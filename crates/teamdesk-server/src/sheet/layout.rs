//! Flattening a submission into spreadsheet rows.
//!
//! Each submission yields one row per education/experience pairing. The
//! first row carries the main (personal through declarations) columns,
//! continuation rows leave them blank. Missing entries are blank-padded so
//! every row is exactly [`COLUMN_COUNT`] cells wide.

use serde_json::{Map, Value};

use crate::form::{Address, Company, Education, Experience, FormData, Identification, Other, Personal};

/// Columns carrying personal, company, address, identification and declaration data.
pub const MAIN_COLUMNS: usize = Personal::FIELD_COUNT
    + Company::FIELD_COUNT
    + Address::FIELD_COUNT
    + Identification::FIELD_COUNT
    + Other::FIELD_COUNT;

pub const EDUCATION_COLUMNS: usize = Education::FIELD_COUNT;

pub const EXPERIENCE_COLUMNS: usize = Experience::FIELD_COUNT;

pub const COLUMN_COUNT: usize = MAIN_COLUMNS + EDUCATION_COLUMNS + EXPERIENCE_COLUMNS;

/// Column headers in row order.
pub const HEADERS: [&str; COLUMN_COUNT] = [
    "Salutation",
    "First Name",
    "Last Name",
    "Full Name",
    "Father's Name",
    "Date of Joining",
    "Contact Number",
    "Email Address",
    "Gender",
    "Marital Status",
    "Date of Birth",
    "Blood Group",
    "Branch",
    "Department",
    "Designation",
    "Report To",
    "Personal Email",
    "Company Email",
    "Current Address",
    "Permanent Address",
    "Country",
    "State",
    "District",
    "City",
    "Pincode",
    "Aadhar Number",
    "PAN Number",
    "Passport Number",
    "Previous Interview",
    "Previous Interview Details",
    "Criminal Case",
    "Criminal Case Details",
    "Disability",
    "Disability Details",
    "E-Signature",
    "Signature Date",
    "Signature Place",
    "Education Level",
    "Qualification",
    "Year of Passing",
    "Institute Name",
    "Board/University",
    "Percentage",
    "Specialization",
    "Company",
    "Job Designation",
    "From Date",
    "To Date",
    "Company Address",
    "Company Contact",
    "CTC (Annual)",
    "Reason for Leaving",
];

/// One flattened spreadsheet row.
pub type Row = Vec<String>;

fn push_cells(row: &mut Row, cells: Vec<&str>) {
    row.extend(cells.into_iter().map(String::from));
}

fn push_blanks(row: &mut Row, count: usize) {
    row.extend(std::iter::repeat_with(String::new).take(count));
}

/// Build a single row from the given education and experience slots.
pub fn build_row(form: &FormData, edu_index: usize, exp_index: usize, include_main: bool) -> Row {
    let mut row = Row::with_capacity(COLUMN_COUNT);

    if include_main {
        push_cells(&mut row, form.personal.cells());
        push_cells(&mut row, form.company.cells());
        push_cells(&mut row, form.address.cells());
        push_cells(&mut row, form.identification.cells());
        push_cells(&mut row, form.other.cells());
    } else {
        push_blanks(&mut row, MAIN_COLUMNS);
    }

    match form.education.get(edu_index).and_then(Option::as_ref) {
        Some(edu) => push_cells(&mut row, edu.cells()),
        None => push_blanks(&mut row, EDUCATION_COLUMNS),
    }

    match form.experience.get(exp_index).and_then(Option::as_ref) {
        Some(exp) => push_cells(&mut row, exp.cells()),
        None => push_blanks(&mut row, EXPERIENCE_COLUMNS),
    }

    row
}

/// Flatten a submission into all of its rows.
pub fn build_rows(form: &FormData) -> Vec<Row> {
    let mut rows = vec![build_row(form, 0, 0, true)];
    for i in 1..form.row_span() {
        rows.push(build_row(form, i, i, false));
    }
    rows
}

/// Key each row's cells by header, preserving column order.
pub fn rows_to_objects(rows: &[Row]) -> Vec<Map<String, Value>> {
    rows.iter()
        .map(|row| {
            HEADERS
                .iter()
                .enumerate()
                .map(|(i, header)| {
                    let cell = row.get(i).cloned().unwrap_or_default();
                    (header.to_string(), Value::String(cell))
                })
                .collect()
        })
        .collect()
}

/// Split off `count` cells starting at `start`, tolerating short rows.
fn block(row: &[String], start: usize, count: usize) -> &[String] {
    let end = (start + count).min(row.len());
    row.get(start..end).unwrap_or(&[])
}

fn slots_from_blocks<T>(blocks: Vec<Option<T>>) -> Vec<Option<T>> {
    let mut slots = blocks;
    while matches!(slots.last(), Some(None)) {
        slots.pop();
    }
    slots
}

/// Rebuild a submission from its flattened rows.
///
/// The main columns are read from the first row. Each row contributes one
/// education and one experience slot; all-blank blocks become empty slots
/// and trailing empty slots are dropped.
pub fn form_from_rows(rows: &[Row]) -> FormData {
    let Some(first) = rows.first() else {
        return FormData::default();
    };

    let mut offset = 0;
    let mut take = move |count: usize| {
        let cells = block(first, offset, count);
        offset += count;
        cells
    };
    let personal = Personal::from_cells(take(Personal::FIELD_COUNT));
    let company = Company::from_cells(take(Company::FIELD_COUNT));
    let address = Address::from_cells(take(Address::FIELD_COUNT));
    let identification = Identification::from_cells(take(Identification::FIELD_COUNT));
    let other = Other::from_cells(take(Other::FIELD_COUNT));

    let education = rows
        .iter()
        .map(|row| {
            let edu = Education::from_cells(block(row, MAIN_COLUMNS, EDUCATION_COLUMNS));
            (!edu.is_blank()).then_some(edu)
        })
        .collect();

    let experience = rows
        .iter()
        .map(|row| {
            let exp = Experience::from_cells(block(
                row,
                MAIN_COLUMNS + EDUCATION_COLUMNS,
                EXPERIENCE_COLUMNS,
            ));
            (!exp.is_blank()).then_some(exp)
        })
        .collect();

    FormData {
        personal,
        company,
        address,
        identification,
        education: slots_from_blocks(education),
        experience: slots_from_blocks(experience),
        other,
    }
}

#[cfg(test)]
mod tests {
    use super::*;
    use serde_json::json;

    fn sample() -> FormData {
        FormData::from_value(&json!({
            "personal": { "salutation": "Ms", "firstName": "Asha", "contactNumber": "9876543210" },
            "company": { "department": "Finance" },
            "other": { "signaturePlace": "Pune" },
            "education": [
                { "level": "UG", "qualification": "B.Com" },
                { "level": "PG", "qualification": "MBA" },
                { "level": "Cert", "qualification": "CFA L1" }
            ],
            "experience": [
                { "company": "Acme", "ctc": "6 LPA" }
            ]
        }))
    }

    #[test]
    fn test_column_counts() {
        assert_eq!(MAIN_COLUMNS, 37);
        assert_eq!(COLUMN_COUNT, 52);
        assert_eq!(HEADERS[MAIN_COLUMNS], "Education Level");
        assert_eq!(HEADERS[MAIN_COLUMNS + EDUCATION_COLUMNS], "Company");
        assert_eq!(HEADERS[COLUMN_COUNT - 1], "Reason for Leaving");
    }

    #[test]
    fn test_one_row_per_pairing() {
        let rows = build_rows(&sample());
        assert_eq!(rows.len(), 3);
        assert!(rows.iter().all(|r| r.len() == COLUMN_COUNT));

        assert_eq!(rows[0][0], "Ms");
        assert_eq!(rows[0][1], "Asha");
        assert_eq!(rows[0][13], "Finance");
        assert_eq!(rows[0][36], "Pune");
        assert_eq!(rows[0][MAIN_COLUMNS], "UG");
        assert_eq!(rows[0][MAIN_COLUMNS + EDUCATION_COLUMNS], "Acme");
        assert_eq!(rows[0][MAIN_COLUMNS + EDUCATION_COLUMNS + 6], "6 LPA");
    }

    #[test]
    fn test_continuation_rows_are_padded() {
        let rows = build_rows(&sample());
        assert!(rows[1][..MAIN_COLUMNS].iter().all(String::is_empty));
        assert_eq!(rows[1][MAIN_COLUMNS + 1], "MBA");
        assert!(rows[1][MAIN_COLUMNS + EDUCATION_COLUMNS..].iter().all(String::is_empty));
        assert_eq!(rows[2][MAIN_COLUMNS + 1], "CFA L1");
    }

    #[test]
    fn test_empty_form_is_one_blank_row() {
        let rows = build_rows(&FormData::default());
        assert_eq!(rows.len(), 1);
        assert!(rows[0].iter().all(String::is_empty));
    }

    #[test]
    fn test_null_slot_flattens_to_blanks() {
        let form = FormData::from_value(&json!({
            "experience": [null, { "company": "Beta" }]
        }));
        let rows = build_rows(&form);
        assert_eq!(rows.len(), 2);
        assert!(rows[0][MAIN_COLUMNS + EDUCATION_COLUMNS..].iter().all(String::is_empty));
        assert_eq!(rows[1][MAIN_COLUMNS + EDUCATION_COLUMNS], "Beta");
    }

    #[test]
    fn test_rows_to_objects_keys_by_header() {
        let objects = rows_to_objects(&build_rows(&sample()));
        assert_eq!(objects.len(), 3);
        assert_eq!(objects[0]["First Name"], json!("Asha"));
        assert_eq!(objects[2]["Qualification"], json!("CFA L1"));
        assert_eq!(objects[2]["First Name"], json!(""));
        let keys: Vec<&String> = objects[0].keys().collect();
        assert_eq!(keys.first().map(|k| k.as_str()), Some("Salutation"));
        assert_eq!(keys.len(), COLUMN_COUNT);
    }

    #[test]
    fn test_form_from_rows_restores_submission() {
        let form = sample();
        assert_eq!(form_from_rows(&build_rows(&form)), form);
    }

    #[test]
    fn test_form_from_rows_keeps_interior_gaps() {
        let form = FormData::from_value(&json!({
            "personal": { "firstName": "Ravi" },
            "experience": [null, { "company": "Beta" }]
        }));
        let restored = form_from_rows(&build_rows(&form));
        assert_eq!(restored.experience.len(), 2);
        assert!(restored.experience[0].is_none());
        assert!(restored.education.is_empty());
    }
}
_ _ _ _ _
Your reply is to repeat, unchanged, the lines above running from the one with "offset += count;" up to and including the one with "let address = Address::from_cells(take(Address::FIELD_COUNT));".

        offset += count;
        cells
    };
    let personal = Personal::from_cells(take(Personal::FIELD_COUNT));
    let company = Company::from_cells(take(Company::FIELD_COUNT));
    let address = Address::from_cells(take(Address::FIELD_COUNT));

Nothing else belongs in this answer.